Now, because Oracle will not let you raise an application error using this technique that results in a standard, predefined SQL error code, Spring clearly will have no idea what the real nature of the problem is and your application will throw an UncategorizedSQLException, making it difficult to handle with any intelligence. So, for the sake of argument, let’s say we have a trigger that looks like this:
CREATE OR REPLACE TRIGGER check_data_integrity_trigger
BEFORE INSERT OR UPDATE ON some_table
REFERENCING OLD AS pre NEW AS post
FOR EACH ROW
DECLARE
lv_table_col some_table.table_col%type;
BEGIN
SELECT DISTINCT table_col INTO lv_table_col FROM some_table WHERE another_col = :post.another_col;
IF lv_some_col != :post.some_col THEN
raise_application_error(-20999, 'constraint violation: table_col must be unique for each another_col'); -- hey, Bob, why don't you just normalise your schema, rather than using nasty triggers? ;-)
END IF;
EXCEPTION
WHEN no_data_found THEN
NULL;
END check_data_integrity_trigger;
/
ALTER TRIGGER check_data_integrity_trigger ENABLE;
And we have a unit test that looks like this:
@RunWith(SpringJUnit4ClassRunner.class)
@ContextConfiguration("classpath:com/foo/bar/applicationContext.xml")
@Transactional
@TransactionConfiguration(defaultRollback = true)

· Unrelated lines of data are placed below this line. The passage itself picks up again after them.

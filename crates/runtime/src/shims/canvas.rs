use anyhow::{Result, anyhow};
use wasmtime::{Caller, Linker};

use crate::imports::MODULE;
use crate::memory::{read_bytes, write_i32_pair, write_result};
use crate::state::HostState;
use crate::value::HostValue;

pub(super) fn register(linker: &mut Linker<HostState>) -> Result<()> {
    linker.func_wrap(MODULE, "canvas_size", canvas_size)?;
    linker.func_wrap(MODULE, "canvas_resize", canvas_resize)?;
    linker.func_wrap(MODULE, "canvas_clear", canvas_clear)?;
    linker.func_wrap(MODULE, "canvas_fill_rect", canvas_fill_rect)?;
    linker.func_wrap(MODULE, "canvas_put_image", canvas_put_image)?;
    linker.func_wrap(MODULE, "canvas_read_pixels", canvas_read_pixels)?;
    Ok(())
}

/// Negative extents are a host-side `RangeError`, not a trap.
fn extent(width: i32, height: i32) -> Result<(u32, u32)> {
    match (u32::try_from(width), u32::try_from(height)) {
        (Ok(width), Ok(height)) => Ok((width, height)),
        _ => Err(anyhow!("RangeError: negative extent {width}x{height}")),
    }
}

fn canvas_size(mut caller: Caller<'_, HostState>, out_ptr: i32) -> Result<()> {
    let (width, height) = caller.data().platform().canvas().size();
    write_i32_pair(&mut caller, out_ptr, width as i32, height as i32)
}

fn canvas_resize(mut caller: Caller<'_, HostState>, width: i32, height: i32, ret_ptr: i32) -> Result<()> {
    let outcome = extent(width, height).and_then(|(width, height)| {
        caller
            .data()
            .platform()
            .canvas()
            .resize(width, height)
            .map(|()| HostValue::Undefined)
    });
    write_result(&mut caller, ret_ptr, outcome)
}

fn canvas_clear(caller: Caller<'_, HostState>, r: f32, g: f32, b: f32, a: f32) {
    caller.data().platform().canvas().clear([r, g, b, a]);
}

/// `rgba` is packed as `0xRRGGBBAA`.
fn canvas_fill_rect(
    mut caller: Caller<'_, HostState>,
    x: i32,
    y: i32,
    width: i32,
    height: i32,
    rgba: i32,
    ret_ptr: i32,
) -> Result<()> {
    let outcome = extent(width, height).and_then(|(width, height)| {
        caller
            .data()
            .platform()
            .canvas()
            .fill_rect(x, y, width, height, (rgba as u32).to_be_bytes())
            .map(|()| HostValue::Undefined)
    });
    write_result(&mut caller, ret_ptr, outcome)
}

#[allow(clippy::too_many_arguments)]
fn canvas_put_image(
    mut caller: Caller<'_, HostState>,
    x: i32,
    y: i32,
    width: i32,
    height: i32,
    ptr: i32,
    len: i32,
    ret_ptr: i32,
) -> Result<()> {
    let pixels = read_bytes(&mut caller, ptr, len)?;
    let outcome = extent(width, height).and_then(|(width, height)| {
        caller
            .data()
            .platform()
            .canvas()
            .put_image(x, y, width, height, &pixels)
            .map(|()| HostValue::Undefined)
    });
    write_result(&mut caller, ret_ptr, outcome)
}

fn canvas_read_pixels(
    mut caller: Caller<'_, HostState>,
    x: i32,
    y: i32,
    width: i32,
    height: i32,
    ret_ptr: i32,
) -> Result<()> {
    let outcome = extent(width, height).and_then(|(width, height)| {
        caller
            .data()
            .platform()
            .canvas()
            .read_pixels(x, y, width, height)
            .map(|pixels| HostValue::Bytes(pixels.into()))
    });
    write_result(&mut caller, ret_ptr, outcome)
}
pub fn print(verbose: bool) {
    println!("bridge [version {}]", env!("CARGO_PKG_VERSION"));
    println!("import module: {}", runtime::imports::MODULE);
    if verbose {
        for (label, value) in details() {
            println!("{label}: {value}");
        }
    }
}

/// Build stamps from `build.rs` plus the size of the import table.
fn details() -> Vec<(&'static str, String)> {
    let stamp = |value: Option<&'static str>| value.unwrap_or("unknown").to_string();
    vec![
        ("revision", stamp(option_env!("BRIDGE_REVISION"))),
        ("wasmtime", stamp(option_env!("BRIDGE_WASMTIME"))),
        ("profile", stamp(option_env!("BRIDGE_PROFILE"))),
        ("target", stamp(option_env!("BRIDGE_TARGET"))),
        ("imports", runtime::imports::IMPORTS.len().to_string()),
    ]
}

public class SomeDAOIntegrationTest {
@Autowired private SomeDAO dao;
@Test(expected = DataIntegrityViolationException.class) public void shouldNotBeAbleToInsertTwoDifferentValuesForTableColWhenAnotherColHasTheSameValue() throws Exception {
// given
SomeTableBean b1 = instanceWhereTableColValueIs("foo").andAnotherColValueIs("baz");
dao.insert(b1);
SomeTableBean b2 = instanceWhereTableColValueIs("bar").andAnotherColValueIs("baz");
// when
dao.insert(b2);
}
}
Just so we get the full picture, let’s say the DAO implementation looks like like this:
@Repository @SuppressWarnings("synthetic-access") public class SomeJdbcDAO implements SomeDAO {
private final JdbcTemplate db;
@Autowired public SomeJdbcDAO(DataSource dataSource) {
db = new JdbcTemplate(dataSource);
}
@Override @Transactional public int insert(SomeTableBean bean) {
Long id = db.queryForLong("select some_table_seq.nextval from dual");
bean.setId(id);
return db.update("insert into some_table(table_id, table_col, another_col) values(?, ?, ?)", id, bean.getTableCol(), bean.getAnotherCol());
}
}
Now, when we run our test, it fails because, rather than getting the expected DataIntegrityViolationException, we get an UncategorizedSQLException. To make the test pass, all we need to do is add a simple Spring context file to the root of the classpath called sql-error-codes.xml, like so:
<?xml version="1.0" encoding="UTF-8"?>
<beans xmlns="http://www.springframework.org/schema/beans"
xmlns:util="http://www.springframework.org/schema/util"
xmlns:xsi="http://www.w3.org/2001/XMLSchema-instance"
xsi:schemaLocation="http://www.springframework.org/schema/beans http://www.springframework.org/schema/beans/spring-beans-3.0.xsd
http://www.springframework.org/schema/util http://www.springframework.org/schema/util/spring-util-3.0.xsd">
<bean id="dataIntegrityViolatonTriggerCodes" class="org.springframework.jdbc.support.CustomSQLErrorCodesTranslation">
<property name="errorCodes" value="20999" /><!-- comma-separated list of error code to translate into the given exception class -->
<property name="exceptionClass" value="org.springframework.dao.DataIntegrityViolationException" /><!-- we could also make this a custom exception if desired but why create our own when a perfectly suitable class already exists? -->
</bean>
<util:list id="customTranslations">
<ref bean="dataIntegrityViolatonTriggerCodes" />
</util:list>
<bean id="Oracle" class="org.springframework.jdbc.support.SQLErrorCodes">
<property name="customTranslations" ref="customTranslations" />
</bean>
</beans>
Now, whenever the trigger raises its custom error, the expected DataIntegrityViolationException will be thrown and our application will be able to interpret the meaning of the error and act accordingly if necessary.